◆ **Work task**:
Your answer should consist only of the lines below from the one with "groups and connections" through the one with "Guacamole REST API;", copied exactly.

◆ **Data under study**:
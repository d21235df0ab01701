//! Remote Hierarchy Collaborators
//!
//! The reconciliation core never talks HTTP itself. It consumes the remote
//! hierarchy through five narrow ports:
//!
//! - [`Authenticator`] - establish a session
//! - [`GroupLister`] / [`LeafLister`] - snapshot the existing groups and connections
//! - [`GroupCreationPort`] / [`LeafCreationPort`] - create what is missing
//!
//! [`GuacamoleClient`] implements all of them against the Guacamole REST API;
//! tests substitute recording fakes.
//!
//! All calls are awaited one at a time by the import loop. Implementations
//! must be `Send + Sync` so the client can sit behind an `Arc`.

mod error;
mod guacamole;

pub use error::RemoteError;
pub use guacamole::GuacamoleClient;

use crate::models::{LeafSpec, SnapshotRecord};
use async_trait::async_trait;

/// Establishes a session with the remote
#[async_trait]
pub trait Authenticator: Send + Sync {
    async fn authenticate(&self) -> Result<(), RemoteError>;
}

/// Lists every existing group (the root itself excluded), in no particular order
#[async_trait]
pub trait GroupLister: Send + Sync {
    async fn list_groups(&self) -> Result<Vec<SnapshotRecord>, RemoteError>;
}

/// Lists every existing connection, in no particular order
#[async_trait]
pub trait LeafLister: Send + Sync {
    async fn list_leaves(&self) -> Result<Vec<SnapshotRecord>, RemoteError>;
}

/// Creates one group under an existing parent
#[async_trait]
pub trait GroupCreationPort: Send + Sync {
    /// Returns the identifier the remote assigned to the new group
    async fn create_group(&self, name: &str, parent_id: &str) -> Result<String, RemoteError>;
}

/// Creates one connection under an existing group
#[async_trait]
pub trait LeafCreationPort: Send + Sync {
    /// Returns the identifier the remote assigned to the new connection
    async fn create_leaf(&self, spec: &LeafSpec, parent_id: &str) -> Result<String, RemoteError>;
}

/// Everything the import orchestrator needs from the remote
pub trait RemoteHierarchy:
    Authenticator + GroupLister + LeafLister + GroupCreationPort + LeafCreationPort
{
}

impl<T> RemoteHierarchy for T where
    T: Authenticator + GroupLister + LeafLister + GroupCreationPort + LeafCreationPort
{
}
//! CSV Input Error Types

use std::path::PathBuf;
use thiserror::Error;

/// Errors that make a whole CSV file unusable
///
/// Problems with single rows never surface here; those rows are skipped and
/// reported in [`ParsedCsv::skipped`](super::ParsedCsv::skipped).
#[derive(Error, Debug)]
pub enum InputError {
    #[error("Failed to read CSV file {path}: {source}")]
    Io {
        path: PathBuf,
        source: std::io::Error,
    },

    #[error("CSV file is empty")]
    Empty,

    #[error("Invalid CSV: {0}")]
    Csv(#[from] csv::Error),

    #[error("Missing required CSV columns: {}", .0.join(", "))]
    MissingHeaders(Vec<String>),
}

◆ **Expected output**:
//! - [`GroupLister`] / [`LeafLister`] - snapshot the existing groups and connections
//! - [`GroupCreationPort`] / [`LeafCreationPort`] - create what is missing
//!
//! [`GuacamoleClient`] implements all of them against the Guacamole REST API;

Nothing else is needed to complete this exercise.